• [TO DO] Which lines in the records below mention the word "HashMap"? Copy each one out.

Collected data
· · · · · · ·

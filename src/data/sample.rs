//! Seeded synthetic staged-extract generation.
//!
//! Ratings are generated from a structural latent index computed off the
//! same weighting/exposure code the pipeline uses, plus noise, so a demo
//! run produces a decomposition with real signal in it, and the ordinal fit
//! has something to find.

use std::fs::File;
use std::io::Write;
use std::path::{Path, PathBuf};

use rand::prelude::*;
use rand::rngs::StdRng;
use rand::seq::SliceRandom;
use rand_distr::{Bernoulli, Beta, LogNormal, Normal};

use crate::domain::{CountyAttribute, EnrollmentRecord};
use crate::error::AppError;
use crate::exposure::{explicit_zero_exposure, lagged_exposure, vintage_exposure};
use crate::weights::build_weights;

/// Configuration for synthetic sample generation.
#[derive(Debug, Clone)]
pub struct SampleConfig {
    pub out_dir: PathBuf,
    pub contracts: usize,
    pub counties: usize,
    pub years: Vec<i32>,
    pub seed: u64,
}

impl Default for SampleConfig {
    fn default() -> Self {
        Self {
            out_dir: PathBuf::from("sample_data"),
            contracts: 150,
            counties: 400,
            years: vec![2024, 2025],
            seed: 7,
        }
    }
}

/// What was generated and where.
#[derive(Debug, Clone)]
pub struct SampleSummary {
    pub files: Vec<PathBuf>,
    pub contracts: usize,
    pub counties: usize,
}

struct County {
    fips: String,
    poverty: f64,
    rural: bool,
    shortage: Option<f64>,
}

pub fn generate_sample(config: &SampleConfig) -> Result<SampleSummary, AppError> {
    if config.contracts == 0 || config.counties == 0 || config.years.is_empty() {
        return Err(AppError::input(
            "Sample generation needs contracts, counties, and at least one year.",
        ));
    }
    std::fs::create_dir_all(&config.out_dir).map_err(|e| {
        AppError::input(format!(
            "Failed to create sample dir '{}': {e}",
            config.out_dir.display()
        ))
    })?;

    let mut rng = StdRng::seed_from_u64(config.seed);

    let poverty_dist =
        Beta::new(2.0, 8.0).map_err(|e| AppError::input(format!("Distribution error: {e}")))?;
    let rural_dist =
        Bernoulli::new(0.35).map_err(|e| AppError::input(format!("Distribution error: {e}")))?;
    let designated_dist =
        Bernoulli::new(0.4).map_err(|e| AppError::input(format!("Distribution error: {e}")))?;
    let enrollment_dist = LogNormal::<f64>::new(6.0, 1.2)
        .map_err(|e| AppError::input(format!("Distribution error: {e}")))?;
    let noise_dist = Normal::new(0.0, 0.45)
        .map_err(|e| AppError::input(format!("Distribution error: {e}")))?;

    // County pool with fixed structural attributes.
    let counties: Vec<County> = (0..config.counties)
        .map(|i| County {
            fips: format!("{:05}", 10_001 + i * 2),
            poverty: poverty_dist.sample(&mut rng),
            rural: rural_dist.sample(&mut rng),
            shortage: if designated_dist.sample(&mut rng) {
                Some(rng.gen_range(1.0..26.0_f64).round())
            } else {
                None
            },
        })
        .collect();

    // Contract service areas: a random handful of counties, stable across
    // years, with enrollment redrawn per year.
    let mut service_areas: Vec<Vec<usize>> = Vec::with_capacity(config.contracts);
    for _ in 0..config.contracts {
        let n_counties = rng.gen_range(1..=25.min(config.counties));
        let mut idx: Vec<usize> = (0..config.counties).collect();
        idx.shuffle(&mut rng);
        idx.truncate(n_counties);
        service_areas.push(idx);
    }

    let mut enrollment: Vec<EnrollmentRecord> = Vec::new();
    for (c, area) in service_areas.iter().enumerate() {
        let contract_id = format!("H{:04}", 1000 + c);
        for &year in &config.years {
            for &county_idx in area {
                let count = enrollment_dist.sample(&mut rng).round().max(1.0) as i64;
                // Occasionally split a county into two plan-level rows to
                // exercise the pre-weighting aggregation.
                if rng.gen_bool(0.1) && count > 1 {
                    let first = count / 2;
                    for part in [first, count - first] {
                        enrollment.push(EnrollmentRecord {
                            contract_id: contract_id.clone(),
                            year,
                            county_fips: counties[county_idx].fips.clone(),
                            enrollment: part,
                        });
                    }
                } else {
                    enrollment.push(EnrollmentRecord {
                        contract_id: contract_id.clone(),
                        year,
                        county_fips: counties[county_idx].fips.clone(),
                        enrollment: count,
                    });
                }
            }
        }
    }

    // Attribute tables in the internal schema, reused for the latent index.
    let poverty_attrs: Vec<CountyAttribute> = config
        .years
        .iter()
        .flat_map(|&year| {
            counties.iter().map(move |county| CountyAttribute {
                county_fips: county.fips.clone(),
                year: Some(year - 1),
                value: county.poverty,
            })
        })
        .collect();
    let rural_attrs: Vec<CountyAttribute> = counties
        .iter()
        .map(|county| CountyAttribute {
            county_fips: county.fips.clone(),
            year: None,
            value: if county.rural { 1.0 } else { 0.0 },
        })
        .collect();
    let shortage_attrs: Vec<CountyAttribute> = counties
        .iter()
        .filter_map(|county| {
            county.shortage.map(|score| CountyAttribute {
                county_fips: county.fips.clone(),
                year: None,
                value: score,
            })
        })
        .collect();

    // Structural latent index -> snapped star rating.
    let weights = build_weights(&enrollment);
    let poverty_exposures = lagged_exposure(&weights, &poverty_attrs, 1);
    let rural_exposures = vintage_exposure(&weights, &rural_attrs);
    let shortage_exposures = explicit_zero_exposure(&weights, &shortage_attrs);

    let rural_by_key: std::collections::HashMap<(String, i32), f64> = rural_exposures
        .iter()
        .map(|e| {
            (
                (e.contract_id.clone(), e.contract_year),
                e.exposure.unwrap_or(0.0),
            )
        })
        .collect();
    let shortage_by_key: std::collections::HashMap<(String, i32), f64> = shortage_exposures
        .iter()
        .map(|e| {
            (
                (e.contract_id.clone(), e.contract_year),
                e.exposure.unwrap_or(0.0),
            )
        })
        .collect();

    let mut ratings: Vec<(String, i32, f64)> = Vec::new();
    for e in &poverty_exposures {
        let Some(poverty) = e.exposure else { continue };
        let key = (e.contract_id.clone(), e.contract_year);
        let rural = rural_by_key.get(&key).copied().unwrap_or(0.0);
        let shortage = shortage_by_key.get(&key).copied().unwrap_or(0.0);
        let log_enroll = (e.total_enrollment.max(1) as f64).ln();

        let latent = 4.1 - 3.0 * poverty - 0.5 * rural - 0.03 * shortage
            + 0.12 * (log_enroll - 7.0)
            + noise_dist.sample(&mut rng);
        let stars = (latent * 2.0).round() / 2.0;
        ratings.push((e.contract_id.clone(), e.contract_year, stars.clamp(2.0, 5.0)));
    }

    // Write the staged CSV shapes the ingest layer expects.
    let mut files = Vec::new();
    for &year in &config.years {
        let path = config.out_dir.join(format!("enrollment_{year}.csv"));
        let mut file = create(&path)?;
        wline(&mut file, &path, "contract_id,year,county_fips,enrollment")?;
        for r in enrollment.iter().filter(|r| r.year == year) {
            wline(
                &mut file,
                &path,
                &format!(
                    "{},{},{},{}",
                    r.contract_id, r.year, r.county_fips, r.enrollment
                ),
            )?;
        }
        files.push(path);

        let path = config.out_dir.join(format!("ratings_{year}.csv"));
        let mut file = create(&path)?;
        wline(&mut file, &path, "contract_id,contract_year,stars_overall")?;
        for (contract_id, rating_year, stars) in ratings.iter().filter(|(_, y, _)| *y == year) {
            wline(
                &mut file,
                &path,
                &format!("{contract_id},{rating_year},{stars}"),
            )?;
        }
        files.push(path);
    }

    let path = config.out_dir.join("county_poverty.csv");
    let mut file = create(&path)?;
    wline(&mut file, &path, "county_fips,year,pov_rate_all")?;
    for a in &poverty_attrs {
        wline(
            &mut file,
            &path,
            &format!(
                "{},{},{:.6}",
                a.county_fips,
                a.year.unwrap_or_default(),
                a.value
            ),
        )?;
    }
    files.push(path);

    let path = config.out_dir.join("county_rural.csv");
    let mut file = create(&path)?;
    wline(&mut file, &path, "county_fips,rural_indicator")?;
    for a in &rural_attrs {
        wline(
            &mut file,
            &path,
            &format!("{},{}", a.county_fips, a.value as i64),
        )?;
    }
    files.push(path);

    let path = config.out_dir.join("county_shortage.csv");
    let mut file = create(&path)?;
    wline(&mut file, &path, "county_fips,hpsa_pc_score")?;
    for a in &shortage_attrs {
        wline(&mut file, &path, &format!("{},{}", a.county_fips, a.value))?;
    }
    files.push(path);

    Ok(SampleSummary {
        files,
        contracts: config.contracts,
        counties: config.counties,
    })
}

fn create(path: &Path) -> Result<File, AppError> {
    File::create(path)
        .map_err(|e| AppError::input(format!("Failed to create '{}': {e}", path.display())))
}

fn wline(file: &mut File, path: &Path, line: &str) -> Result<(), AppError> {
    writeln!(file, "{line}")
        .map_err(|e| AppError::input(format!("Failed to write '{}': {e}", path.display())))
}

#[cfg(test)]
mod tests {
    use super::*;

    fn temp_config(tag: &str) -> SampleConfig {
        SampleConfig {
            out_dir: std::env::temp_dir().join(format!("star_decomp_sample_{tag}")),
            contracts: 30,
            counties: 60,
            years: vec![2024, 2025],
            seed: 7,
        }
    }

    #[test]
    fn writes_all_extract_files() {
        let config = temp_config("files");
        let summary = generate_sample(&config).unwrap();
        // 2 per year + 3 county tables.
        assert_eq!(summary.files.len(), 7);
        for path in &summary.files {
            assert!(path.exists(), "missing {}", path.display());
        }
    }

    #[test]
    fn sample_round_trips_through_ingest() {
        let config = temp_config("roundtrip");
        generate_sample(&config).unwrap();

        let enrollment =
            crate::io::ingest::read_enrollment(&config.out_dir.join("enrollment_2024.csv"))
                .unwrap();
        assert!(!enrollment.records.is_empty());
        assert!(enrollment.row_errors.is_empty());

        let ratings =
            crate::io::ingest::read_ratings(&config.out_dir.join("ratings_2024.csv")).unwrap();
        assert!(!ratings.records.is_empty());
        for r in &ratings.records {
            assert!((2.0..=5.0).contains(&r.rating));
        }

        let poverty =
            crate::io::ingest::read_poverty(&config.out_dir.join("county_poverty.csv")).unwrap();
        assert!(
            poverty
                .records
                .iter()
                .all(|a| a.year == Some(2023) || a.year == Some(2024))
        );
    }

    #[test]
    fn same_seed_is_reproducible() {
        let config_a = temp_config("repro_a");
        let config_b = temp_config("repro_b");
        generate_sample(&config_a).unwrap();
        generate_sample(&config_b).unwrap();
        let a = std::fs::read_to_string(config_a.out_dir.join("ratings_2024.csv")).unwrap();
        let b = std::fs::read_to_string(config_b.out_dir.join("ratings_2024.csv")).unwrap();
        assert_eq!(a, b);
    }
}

· · · · · · ·

• [THE ANSWER]
    let rural_by_key: std::collections::HashMap<(String, i32), f64> = rural_exposures
    let shortage_by_key: std::collections::HashMap<(String, i32), f64> = shortage_exposures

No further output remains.